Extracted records
◆ ◆ ◆

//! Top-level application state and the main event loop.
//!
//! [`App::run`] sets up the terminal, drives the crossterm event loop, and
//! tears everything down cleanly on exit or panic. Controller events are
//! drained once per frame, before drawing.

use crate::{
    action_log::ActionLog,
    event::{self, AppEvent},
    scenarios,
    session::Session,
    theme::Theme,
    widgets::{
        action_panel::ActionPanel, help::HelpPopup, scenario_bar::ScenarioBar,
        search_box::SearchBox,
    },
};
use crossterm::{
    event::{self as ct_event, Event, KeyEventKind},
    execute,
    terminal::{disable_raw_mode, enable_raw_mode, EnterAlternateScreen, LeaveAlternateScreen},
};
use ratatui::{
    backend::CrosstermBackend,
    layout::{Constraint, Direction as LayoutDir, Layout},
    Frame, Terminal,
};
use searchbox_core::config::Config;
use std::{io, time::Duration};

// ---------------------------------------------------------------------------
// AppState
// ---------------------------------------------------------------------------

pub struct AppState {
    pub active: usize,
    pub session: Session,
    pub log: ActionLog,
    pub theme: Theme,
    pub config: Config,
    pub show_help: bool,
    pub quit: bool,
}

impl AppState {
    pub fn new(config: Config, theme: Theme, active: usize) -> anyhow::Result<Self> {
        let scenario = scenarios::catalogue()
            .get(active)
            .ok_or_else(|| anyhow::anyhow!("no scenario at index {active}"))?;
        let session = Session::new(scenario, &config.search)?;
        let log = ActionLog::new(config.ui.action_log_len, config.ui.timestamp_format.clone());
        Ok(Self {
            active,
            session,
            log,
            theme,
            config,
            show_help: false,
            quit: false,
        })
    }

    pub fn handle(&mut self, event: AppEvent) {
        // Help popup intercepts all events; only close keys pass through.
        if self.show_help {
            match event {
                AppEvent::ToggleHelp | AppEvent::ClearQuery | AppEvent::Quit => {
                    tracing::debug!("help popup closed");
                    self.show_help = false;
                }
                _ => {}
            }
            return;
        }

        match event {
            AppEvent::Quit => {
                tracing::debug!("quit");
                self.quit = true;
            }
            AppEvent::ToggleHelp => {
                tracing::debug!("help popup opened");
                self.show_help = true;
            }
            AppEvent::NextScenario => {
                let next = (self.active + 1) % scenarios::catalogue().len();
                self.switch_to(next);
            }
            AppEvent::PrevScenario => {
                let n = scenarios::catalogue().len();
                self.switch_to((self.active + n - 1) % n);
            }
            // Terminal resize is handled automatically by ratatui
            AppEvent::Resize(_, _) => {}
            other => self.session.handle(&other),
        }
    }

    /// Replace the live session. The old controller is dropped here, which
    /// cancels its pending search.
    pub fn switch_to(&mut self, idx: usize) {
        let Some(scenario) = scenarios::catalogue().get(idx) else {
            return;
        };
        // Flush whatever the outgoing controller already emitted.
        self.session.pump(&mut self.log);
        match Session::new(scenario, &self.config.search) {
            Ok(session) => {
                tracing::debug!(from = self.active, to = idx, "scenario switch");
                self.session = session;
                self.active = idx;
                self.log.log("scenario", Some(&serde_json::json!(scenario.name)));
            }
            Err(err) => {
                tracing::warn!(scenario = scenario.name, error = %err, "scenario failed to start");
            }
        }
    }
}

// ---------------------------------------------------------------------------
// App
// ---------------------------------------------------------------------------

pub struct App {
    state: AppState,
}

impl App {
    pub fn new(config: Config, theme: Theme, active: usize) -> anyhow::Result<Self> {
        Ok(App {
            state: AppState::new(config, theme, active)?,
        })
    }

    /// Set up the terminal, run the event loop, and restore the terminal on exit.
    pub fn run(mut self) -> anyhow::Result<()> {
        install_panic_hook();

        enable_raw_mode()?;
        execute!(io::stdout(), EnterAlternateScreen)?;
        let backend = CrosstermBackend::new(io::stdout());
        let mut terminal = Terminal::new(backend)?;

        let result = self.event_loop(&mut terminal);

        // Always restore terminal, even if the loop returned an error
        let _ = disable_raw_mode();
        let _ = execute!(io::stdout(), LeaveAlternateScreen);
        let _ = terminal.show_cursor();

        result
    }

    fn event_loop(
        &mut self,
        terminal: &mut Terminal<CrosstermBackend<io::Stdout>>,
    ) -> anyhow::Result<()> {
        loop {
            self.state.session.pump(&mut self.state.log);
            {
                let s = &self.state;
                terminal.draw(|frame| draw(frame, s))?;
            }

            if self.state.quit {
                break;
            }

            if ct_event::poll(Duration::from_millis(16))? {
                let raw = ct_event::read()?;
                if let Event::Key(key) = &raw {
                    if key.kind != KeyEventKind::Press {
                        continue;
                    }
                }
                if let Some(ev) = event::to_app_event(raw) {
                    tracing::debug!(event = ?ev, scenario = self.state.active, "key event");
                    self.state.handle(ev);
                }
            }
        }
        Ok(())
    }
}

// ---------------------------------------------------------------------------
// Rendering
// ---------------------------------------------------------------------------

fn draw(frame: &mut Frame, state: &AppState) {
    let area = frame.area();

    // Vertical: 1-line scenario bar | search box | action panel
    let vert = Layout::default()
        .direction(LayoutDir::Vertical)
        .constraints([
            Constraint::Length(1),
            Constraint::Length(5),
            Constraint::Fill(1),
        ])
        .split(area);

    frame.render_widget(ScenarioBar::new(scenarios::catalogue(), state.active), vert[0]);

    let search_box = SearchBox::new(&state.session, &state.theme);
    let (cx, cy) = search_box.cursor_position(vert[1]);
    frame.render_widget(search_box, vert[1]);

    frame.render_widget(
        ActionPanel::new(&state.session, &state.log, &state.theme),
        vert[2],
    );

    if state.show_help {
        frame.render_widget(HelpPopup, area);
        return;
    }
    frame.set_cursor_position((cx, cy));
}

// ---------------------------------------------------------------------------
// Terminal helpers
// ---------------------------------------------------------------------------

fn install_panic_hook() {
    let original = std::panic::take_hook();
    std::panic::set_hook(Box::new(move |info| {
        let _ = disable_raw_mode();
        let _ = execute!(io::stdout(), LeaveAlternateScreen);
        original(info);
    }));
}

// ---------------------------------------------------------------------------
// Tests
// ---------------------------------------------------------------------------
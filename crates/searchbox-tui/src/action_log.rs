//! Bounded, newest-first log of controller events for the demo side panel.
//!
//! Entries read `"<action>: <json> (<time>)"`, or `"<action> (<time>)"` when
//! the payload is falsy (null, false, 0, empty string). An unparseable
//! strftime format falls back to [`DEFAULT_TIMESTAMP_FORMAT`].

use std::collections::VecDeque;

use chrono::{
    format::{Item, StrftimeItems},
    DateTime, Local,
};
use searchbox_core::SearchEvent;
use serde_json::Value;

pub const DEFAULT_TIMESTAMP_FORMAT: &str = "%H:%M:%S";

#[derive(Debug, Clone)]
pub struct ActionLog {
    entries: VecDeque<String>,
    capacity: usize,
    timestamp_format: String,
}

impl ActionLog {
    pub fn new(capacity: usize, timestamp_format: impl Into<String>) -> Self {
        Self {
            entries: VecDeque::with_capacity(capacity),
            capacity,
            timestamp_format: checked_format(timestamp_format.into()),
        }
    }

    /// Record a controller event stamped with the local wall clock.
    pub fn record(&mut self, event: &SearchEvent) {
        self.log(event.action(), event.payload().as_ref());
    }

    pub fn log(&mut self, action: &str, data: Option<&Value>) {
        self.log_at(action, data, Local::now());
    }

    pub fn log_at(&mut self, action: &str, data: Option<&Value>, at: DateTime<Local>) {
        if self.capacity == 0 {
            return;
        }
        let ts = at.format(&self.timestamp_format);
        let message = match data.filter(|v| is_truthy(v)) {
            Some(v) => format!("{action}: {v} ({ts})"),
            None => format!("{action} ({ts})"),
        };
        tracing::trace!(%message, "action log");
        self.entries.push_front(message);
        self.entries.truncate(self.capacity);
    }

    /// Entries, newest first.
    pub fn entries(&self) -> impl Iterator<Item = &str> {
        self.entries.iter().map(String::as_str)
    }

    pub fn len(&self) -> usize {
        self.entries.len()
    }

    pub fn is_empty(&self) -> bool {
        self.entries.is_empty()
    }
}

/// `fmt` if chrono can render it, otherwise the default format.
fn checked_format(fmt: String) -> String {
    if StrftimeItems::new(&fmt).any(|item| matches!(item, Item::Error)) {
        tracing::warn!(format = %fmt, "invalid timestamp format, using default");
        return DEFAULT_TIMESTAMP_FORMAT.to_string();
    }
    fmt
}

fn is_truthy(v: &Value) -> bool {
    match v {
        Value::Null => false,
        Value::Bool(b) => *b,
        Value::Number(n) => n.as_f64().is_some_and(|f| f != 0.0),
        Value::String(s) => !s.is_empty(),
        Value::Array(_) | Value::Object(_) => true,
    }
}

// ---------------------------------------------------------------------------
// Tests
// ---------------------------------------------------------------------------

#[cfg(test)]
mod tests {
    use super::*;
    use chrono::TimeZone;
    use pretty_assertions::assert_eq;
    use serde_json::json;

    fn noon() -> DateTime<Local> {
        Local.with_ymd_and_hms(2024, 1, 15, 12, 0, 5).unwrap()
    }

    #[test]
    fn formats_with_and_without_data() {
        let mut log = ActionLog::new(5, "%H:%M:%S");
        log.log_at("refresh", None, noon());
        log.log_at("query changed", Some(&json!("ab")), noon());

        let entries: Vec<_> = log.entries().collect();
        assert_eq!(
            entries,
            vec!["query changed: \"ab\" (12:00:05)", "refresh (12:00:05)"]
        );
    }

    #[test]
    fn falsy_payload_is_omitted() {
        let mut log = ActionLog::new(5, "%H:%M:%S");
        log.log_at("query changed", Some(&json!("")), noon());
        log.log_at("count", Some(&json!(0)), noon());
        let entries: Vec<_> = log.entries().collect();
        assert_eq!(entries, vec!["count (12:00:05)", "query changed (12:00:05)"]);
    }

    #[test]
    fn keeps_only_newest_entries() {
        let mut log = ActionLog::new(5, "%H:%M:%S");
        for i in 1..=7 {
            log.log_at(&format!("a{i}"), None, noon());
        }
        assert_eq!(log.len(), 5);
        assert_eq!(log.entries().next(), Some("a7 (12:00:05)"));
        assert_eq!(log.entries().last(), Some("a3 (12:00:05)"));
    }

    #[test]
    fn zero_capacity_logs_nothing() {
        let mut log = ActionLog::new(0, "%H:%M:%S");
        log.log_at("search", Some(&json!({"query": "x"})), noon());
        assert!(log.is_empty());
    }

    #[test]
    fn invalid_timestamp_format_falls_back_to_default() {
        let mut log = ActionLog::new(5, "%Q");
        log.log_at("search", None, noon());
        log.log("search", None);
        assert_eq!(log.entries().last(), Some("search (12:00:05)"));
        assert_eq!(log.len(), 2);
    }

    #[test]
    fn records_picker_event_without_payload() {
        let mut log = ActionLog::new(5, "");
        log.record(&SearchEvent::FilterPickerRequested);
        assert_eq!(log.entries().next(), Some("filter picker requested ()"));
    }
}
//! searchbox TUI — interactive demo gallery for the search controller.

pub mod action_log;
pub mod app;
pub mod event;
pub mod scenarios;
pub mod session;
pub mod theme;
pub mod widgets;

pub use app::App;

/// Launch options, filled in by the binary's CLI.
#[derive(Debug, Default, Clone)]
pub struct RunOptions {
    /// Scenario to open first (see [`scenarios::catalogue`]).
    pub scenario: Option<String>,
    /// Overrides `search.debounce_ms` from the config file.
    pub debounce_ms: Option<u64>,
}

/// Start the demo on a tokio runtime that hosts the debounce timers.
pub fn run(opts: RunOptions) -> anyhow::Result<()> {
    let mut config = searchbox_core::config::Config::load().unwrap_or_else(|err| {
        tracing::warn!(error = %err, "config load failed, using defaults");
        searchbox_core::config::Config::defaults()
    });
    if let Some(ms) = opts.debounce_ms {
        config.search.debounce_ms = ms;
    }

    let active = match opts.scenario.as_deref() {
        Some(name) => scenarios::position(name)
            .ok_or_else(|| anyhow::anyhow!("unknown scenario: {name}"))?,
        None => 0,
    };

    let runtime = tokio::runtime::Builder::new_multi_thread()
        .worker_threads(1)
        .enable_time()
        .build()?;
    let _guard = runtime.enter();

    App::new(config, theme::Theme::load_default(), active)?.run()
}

◆ ◆ ◆

Which lines should be output? Exactly those from the first line of the data through the line containing "frame, before drawing.", inclusive.

- **RESPONSE BELOW**
//! Top-level application state and the main event loop.
//!
//! [`App::run`] sets up the terminal, drives the crossterm event loop, and
//! tears everything down cleanly on exit or panic. Controller events are
//! drained once per frame, before drawing.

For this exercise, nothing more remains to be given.